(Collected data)

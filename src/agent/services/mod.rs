//! Service layer for managed agent registration.

mod registry;

pub use registry::{
    AgentRegistryService, AgentRegistryServiceError, AgentRegistryServiceResult,
    CreateAgentRequest, UpdateAgentRequest,
};
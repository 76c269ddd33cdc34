//! Atelier: versioned build, deploy, and rollback for managed agents.
//!
//! An agent is registered once with its engine configuration, a source
//! location, and a deployment target. Each deploy retrieves the source,
//! injects the runtime configuration, builds and publishes an image, and
//! starts it, recording a numbered version. Any earlier version can be
//! redeployed without rebuilding.
//!
//! # Architecture
//!
//! Atelier follows hexagonal architecture principles:
//!
//! - **Domain**: Pure business logic with no infrastructure dependencies
//! - **Ports**: Abstract trait interfaces for external interactions
//! - **Adapters**: Concrete implementations of ports (database, processes)
//!
//! # Modules
//!
//! - [`agent`]: Managed agent registration
//! - [`release`]: Release pipeline, versions, and deployments
//! - [`store`]: Persistence shared by both
//! - [`config`]: Process configuration
//! - [`telemetry`]: Log output for the binary

pub mod agent;
pub mod config;
pub mod release;
pub mod store;
pub mod telemetry;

(What needs to be done)
Look above for the line with "managed agent registration." and the line with "location, and a". Retype those two lines and every line between them exactly, adding nothing.

(Response area)
//! Service layer for managed agent registration.

mod registry;

pub use registry::{
    AgentRegistryService, AgentRegistryServiceError, AgentRegistryServiceResult,
    CreateAgentRequest, UpdateAgentRequest,
};
repository 76c269ddd33cdc34
//! Atelier: versioned build, deploy, and rollback for managed agents.
//!
//! An agent is registered once with its engine configuration, a source
//! location, and a deployment target. Each deploy retrieves the source,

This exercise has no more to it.